◆ DESCRIPTION OF THE TASK
The answer must consist of each line below that contains the string "ParserUnavailable".

◆ RAW DATA
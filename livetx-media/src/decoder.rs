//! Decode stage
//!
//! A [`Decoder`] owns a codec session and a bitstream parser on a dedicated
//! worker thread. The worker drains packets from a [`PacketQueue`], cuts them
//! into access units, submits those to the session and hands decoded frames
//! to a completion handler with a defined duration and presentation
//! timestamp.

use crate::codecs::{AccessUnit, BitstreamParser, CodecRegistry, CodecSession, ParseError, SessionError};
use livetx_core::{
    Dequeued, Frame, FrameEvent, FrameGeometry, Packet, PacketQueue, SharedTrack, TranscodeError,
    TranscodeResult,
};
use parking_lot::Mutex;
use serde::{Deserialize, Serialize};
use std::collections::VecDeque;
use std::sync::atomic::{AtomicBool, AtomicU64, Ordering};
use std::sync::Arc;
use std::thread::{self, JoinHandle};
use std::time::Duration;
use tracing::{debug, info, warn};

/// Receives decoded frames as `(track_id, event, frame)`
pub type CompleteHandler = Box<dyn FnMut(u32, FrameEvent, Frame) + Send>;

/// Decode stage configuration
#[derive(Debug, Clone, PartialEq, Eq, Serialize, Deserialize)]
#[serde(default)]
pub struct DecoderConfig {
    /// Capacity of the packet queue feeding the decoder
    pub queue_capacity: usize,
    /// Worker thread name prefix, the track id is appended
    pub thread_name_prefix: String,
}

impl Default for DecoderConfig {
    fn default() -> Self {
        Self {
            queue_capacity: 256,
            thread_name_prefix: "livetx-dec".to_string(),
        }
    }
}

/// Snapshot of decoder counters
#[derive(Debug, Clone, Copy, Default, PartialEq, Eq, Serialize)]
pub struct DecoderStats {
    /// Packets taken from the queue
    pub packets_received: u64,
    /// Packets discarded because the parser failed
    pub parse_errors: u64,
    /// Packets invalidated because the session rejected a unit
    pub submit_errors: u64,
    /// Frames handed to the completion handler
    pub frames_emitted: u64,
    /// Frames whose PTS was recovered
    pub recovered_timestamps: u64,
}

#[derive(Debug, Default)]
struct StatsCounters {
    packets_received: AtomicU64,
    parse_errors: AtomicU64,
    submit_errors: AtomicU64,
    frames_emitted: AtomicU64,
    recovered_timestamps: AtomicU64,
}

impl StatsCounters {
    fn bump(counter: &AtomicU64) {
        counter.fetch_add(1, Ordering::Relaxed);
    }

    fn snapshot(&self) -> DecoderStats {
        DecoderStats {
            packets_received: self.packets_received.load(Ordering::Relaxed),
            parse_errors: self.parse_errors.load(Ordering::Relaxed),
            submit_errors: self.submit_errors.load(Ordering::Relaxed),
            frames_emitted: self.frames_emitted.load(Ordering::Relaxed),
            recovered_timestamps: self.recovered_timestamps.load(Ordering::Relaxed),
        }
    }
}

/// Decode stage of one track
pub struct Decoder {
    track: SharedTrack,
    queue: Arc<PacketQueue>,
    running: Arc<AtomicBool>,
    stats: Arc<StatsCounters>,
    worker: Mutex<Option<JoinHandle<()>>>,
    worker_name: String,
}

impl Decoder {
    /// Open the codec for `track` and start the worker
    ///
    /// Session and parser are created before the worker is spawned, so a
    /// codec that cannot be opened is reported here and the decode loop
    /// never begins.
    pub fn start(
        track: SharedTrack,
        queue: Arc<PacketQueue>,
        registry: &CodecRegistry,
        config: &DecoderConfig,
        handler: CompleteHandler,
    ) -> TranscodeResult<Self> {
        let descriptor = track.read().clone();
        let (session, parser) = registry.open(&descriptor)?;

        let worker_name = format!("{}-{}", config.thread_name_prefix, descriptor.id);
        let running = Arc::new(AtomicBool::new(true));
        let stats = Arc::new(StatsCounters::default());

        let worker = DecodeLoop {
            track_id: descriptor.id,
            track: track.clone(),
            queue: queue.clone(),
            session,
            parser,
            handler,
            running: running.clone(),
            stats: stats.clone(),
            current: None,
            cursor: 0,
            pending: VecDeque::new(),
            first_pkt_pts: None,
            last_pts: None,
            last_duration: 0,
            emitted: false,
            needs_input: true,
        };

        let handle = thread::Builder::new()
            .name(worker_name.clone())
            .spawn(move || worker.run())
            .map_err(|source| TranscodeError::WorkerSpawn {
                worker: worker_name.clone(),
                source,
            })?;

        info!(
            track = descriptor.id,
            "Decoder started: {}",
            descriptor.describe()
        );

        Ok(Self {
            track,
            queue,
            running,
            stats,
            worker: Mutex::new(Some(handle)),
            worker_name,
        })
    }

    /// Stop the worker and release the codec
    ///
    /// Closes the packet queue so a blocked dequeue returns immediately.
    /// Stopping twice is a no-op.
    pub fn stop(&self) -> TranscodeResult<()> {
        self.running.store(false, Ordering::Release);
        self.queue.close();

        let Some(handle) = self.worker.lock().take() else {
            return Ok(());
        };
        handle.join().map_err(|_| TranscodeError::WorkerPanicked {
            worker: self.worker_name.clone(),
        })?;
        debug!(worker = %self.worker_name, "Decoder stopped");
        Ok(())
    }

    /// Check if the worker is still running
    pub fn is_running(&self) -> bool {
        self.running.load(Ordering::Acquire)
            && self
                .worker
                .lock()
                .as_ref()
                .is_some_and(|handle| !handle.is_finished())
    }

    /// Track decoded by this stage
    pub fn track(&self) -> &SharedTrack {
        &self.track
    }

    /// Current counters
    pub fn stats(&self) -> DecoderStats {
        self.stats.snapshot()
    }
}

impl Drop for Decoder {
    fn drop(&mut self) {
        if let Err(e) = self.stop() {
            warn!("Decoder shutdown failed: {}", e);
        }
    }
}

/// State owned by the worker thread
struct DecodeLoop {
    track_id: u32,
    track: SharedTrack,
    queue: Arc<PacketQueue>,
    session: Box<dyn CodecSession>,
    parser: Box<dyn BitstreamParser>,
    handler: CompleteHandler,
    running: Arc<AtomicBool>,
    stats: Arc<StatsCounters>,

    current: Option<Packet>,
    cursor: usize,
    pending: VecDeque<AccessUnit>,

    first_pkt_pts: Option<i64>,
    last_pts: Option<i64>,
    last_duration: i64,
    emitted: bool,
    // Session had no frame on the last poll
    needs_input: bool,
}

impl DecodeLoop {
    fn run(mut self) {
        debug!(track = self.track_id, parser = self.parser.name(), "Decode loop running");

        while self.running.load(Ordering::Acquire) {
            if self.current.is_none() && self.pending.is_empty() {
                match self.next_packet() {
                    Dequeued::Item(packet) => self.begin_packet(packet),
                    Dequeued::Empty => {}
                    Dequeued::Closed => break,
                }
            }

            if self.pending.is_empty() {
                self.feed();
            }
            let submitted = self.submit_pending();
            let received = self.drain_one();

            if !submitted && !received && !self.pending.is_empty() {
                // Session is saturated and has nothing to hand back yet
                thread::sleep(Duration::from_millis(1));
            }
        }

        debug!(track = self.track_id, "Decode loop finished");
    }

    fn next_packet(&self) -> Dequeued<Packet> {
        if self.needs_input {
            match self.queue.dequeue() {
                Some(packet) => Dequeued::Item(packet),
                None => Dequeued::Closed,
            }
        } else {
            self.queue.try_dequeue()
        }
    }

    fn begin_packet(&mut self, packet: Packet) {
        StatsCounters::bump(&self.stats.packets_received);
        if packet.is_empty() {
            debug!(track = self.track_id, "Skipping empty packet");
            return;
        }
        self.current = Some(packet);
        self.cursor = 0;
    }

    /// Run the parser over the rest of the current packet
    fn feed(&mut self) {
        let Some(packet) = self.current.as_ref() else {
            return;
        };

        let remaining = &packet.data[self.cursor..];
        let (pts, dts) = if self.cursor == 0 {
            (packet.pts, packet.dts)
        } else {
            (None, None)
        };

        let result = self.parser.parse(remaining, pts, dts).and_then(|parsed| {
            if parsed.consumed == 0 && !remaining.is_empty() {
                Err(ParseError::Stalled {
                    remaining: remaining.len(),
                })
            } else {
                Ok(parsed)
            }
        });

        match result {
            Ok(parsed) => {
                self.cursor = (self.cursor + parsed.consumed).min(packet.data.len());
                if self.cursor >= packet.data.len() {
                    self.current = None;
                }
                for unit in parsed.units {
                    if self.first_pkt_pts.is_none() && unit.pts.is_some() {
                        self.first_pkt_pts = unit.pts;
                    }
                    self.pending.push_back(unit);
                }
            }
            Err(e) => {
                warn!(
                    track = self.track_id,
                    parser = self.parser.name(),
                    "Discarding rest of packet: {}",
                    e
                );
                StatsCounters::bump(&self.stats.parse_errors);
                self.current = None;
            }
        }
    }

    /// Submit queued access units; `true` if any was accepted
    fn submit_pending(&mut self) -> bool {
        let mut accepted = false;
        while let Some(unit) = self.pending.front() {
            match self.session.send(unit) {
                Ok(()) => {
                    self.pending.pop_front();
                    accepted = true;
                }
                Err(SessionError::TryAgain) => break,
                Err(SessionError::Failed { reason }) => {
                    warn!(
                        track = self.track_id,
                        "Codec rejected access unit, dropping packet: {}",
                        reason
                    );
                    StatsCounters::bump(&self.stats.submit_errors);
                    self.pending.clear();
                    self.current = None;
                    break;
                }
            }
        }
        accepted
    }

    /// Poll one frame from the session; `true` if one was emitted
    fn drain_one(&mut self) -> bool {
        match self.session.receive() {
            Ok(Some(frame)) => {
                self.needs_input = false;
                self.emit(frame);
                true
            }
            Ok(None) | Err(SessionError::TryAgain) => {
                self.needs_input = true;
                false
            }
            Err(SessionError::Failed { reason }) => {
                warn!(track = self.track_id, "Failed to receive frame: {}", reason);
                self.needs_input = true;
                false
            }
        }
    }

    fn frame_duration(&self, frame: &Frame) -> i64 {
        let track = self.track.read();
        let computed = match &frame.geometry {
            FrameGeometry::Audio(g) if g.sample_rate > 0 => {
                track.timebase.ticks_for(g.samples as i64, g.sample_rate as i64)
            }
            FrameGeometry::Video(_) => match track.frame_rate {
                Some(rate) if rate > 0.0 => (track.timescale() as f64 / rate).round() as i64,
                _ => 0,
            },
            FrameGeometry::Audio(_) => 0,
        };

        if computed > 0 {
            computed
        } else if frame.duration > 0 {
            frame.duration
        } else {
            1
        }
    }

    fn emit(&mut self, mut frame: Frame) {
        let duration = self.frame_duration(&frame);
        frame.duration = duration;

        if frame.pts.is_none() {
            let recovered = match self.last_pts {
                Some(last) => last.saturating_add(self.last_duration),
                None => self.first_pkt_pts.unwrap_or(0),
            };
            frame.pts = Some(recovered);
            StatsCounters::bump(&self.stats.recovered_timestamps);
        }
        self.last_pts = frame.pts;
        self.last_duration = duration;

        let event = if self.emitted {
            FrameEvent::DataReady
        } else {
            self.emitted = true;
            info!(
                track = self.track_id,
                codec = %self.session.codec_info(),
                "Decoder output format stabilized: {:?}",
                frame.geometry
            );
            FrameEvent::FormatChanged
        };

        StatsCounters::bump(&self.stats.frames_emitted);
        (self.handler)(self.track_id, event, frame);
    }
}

--

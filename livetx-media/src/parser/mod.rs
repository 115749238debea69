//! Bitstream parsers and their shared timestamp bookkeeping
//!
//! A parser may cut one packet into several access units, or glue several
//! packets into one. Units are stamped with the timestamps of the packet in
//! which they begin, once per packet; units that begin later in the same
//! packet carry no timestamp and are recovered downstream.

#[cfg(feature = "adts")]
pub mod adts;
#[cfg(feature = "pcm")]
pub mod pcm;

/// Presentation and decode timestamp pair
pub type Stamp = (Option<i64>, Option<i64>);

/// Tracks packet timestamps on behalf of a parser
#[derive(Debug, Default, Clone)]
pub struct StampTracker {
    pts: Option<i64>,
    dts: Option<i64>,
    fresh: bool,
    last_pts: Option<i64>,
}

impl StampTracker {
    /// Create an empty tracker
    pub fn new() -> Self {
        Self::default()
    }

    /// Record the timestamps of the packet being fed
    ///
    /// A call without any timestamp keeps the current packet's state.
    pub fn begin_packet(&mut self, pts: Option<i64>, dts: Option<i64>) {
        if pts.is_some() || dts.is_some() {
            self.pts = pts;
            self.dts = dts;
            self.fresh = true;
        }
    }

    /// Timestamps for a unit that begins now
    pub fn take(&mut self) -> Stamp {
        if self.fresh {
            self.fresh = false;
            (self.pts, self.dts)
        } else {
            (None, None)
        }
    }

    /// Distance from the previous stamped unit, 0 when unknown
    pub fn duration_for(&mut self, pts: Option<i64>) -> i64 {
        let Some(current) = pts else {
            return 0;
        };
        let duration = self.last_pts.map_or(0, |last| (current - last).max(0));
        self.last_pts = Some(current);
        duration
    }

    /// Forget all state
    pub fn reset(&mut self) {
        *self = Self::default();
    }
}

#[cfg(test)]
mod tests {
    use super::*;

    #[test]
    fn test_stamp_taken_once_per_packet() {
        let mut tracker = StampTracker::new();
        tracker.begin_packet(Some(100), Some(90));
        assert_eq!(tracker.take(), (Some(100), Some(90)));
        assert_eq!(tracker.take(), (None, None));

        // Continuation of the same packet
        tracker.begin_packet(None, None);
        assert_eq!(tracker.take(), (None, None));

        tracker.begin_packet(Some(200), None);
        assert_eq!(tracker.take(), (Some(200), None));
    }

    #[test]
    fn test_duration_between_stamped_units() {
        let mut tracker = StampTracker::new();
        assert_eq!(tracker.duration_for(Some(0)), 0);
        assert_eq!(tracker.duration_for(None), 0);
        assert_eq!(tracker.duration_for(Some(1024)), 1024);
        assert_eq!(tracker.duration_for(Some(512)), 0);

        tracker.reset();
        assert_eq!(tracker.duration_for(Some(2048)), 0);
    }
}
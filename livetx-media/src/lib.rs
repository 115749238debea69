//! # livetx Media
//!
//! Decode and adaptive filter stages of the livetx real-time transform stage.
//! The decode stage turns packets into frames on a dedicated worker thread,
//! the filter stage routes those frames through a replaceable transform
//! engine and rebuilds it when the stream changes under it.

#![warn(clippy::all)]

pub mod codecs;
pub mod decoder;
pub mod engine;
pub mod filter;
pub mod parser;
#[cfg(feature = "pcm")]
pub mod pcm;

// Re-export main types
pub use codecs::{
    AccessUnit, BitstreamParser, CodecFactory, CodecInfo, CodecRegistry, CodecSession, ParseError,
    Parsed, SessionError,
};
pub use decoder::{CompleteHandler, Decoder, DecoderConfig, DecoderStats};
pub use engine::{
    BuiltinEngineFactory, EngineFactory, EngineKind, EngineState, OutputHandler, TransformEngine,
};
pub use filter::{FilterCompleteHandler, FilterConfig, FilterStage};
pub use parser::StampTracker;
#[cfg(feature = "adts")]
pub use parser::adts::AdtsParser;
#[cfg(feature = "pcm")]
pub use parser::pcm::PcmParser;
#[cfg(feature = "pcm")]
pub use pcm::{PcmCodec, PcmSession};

==

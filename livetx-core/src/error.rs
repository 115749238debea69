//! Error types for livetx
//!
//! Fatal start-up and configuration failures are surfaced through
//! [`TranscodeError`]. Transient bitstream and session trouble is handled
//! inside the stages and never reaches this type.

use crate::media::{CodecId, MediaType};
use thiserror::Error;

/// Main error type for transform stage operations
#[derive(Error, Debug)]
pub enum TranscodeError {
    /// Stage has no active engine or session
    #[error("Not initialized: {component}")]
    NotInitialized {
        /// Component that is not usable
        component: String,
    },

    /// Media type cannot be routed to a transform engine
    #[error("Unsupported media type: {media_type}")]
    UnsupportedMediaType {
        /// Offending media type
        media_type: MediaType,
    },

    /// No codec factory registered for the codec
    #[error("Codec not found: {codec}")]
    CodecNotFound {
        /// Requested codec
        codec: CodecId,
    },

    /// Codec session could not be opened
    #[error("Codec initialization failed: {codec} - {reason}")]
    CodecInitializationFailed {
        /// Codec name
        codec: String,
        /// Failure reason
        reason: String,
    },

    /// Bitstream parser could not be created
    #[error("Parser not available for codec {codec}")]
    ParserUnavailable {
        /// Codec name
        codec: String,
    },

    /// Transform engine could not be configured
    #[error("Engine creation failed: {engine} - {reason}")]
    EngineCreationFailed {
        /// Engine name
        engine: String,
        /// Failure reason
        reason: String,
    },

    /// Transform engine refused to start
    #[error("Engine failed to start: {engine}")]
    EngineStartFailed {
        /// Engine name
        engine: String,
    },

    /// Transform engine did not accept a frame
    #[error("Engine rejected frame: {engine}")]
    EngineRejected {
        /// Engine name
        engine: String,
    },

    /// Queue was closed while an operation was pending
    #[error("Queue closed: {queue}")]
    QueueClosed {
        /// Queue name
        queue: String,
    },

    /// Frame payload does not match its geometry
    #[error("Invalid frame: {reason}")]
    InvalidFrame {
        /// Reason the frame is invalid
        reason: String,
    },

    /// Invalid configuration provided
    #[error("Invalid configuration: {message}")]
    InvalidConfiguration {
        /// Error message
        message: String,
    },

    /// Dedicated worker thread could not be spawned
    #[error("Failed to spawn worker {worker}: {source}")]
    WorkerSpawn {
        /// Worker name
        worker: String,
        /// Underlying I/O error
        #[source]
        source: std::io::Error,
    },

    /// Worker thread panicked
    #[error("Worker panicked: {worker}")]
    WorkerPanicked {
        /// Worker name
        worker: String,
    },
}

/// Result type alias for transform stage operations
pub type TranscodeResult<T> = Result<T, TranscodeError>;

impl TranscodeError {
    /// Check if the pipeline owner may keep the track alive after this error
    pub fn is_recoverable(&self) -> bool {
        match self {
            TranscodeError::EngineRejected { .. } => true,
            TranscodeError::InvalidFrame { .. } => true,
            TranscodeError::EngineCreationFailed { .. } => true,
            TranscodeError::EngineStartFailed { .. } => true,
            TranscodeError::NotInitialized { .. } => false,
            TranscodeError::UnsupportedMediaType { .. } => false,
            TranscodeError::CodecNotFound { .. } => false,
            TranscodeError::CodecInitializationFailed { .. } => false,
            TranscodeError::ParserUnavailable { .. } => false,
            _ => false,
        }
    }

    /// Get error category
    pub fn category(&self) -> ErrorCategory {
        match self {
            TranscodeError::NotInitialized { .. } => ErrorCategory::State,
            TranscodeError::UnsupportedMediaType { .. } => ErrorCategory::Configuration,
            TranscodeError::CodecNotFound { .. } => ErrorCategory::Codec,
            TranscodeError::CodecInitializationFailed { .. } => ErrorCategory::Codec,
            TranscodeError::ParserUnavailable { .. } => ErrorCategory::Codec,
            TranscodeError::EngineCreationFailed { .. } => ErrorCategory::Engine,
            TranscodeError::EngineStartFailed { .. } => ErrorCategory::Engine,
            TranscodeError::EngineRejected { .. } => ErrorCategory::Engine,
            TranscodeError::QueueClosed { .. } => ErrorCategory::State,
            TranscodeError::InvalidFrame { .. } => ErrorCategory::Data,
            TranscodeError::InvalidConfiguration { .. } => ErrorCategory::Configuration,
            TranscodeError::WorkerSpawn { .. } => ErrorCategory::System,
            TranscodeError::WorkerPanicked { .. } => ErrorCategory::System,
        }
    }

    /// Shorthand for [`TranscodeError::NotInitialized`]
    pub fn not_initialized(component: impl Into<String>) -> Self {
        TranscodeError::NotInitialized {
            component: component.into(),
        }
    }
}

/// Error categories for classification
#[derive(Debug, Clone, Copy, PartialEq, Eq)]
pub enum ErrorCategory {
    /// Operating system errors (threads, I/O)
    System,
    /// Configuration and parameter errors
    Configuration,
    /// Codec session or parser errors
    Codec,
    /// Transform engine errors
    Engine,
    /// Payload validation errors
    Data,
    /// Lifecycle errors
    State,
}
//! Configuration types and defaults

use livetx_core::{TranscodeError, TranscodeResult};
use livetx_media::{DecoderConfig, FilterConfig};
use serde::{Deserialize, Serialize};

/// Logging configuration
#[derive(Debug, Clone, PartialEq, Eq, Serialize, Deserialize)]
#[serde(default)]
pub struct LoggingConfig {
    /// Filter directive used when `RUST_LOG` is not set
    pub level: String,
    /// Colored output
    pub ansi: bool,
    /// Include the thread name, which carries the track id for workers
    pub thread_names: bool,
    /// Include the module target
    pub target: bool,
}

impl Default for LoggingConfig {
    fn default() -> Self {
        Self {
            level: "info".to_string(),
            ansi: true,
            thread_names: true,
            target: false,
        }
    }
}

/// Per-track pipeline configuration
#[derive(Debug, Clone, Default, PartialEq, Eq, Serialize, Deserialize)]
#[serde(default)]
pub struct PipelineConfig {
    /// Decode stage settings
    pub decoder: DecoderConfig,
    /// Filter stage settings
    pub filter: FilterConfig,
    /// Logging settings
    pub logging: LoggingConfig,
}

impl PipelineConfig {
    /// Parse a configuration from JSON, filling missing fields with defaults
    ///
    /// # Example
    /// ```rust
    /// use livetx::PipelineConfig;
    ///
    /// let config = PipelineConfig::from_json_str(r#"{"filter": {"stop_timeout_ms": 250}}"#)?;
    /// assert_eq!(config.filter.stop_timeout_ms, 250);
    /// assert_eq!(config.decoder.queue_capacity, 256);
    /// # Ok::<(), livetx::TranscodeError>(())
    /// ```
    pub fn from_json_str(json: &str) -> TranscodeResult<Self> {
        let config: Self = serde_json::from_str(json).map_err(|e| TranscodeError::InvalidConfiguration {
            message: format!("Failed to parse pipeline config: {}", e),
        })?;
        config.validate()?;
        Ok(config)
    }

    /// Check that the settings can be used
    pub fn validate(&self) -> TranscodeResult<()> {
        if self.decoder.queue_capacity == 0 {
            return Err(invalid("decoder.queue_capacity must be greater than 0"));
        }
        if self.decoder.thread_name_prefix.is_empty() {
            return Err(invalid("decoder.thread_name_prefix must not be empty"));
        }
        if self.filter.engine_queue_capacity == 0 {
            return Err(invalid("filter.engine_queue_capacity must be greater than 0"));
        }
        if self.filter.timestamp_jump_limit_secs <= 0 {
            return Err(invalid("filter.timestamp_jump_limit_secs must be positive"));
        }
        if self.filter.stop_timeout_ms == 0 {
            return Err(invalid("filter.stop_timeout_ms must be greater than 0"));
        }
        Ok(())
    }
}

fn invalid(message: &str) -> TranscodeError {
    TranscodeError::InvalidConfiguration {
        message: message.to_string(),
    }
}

◆ OUTPUT OF THE TASK
    ParserUnavailable {
            TranscodeError::ParserUnavailable { .. } => false,
            TranscodeError::ParserUnavailable { .. } => ErrorCategory::Codec,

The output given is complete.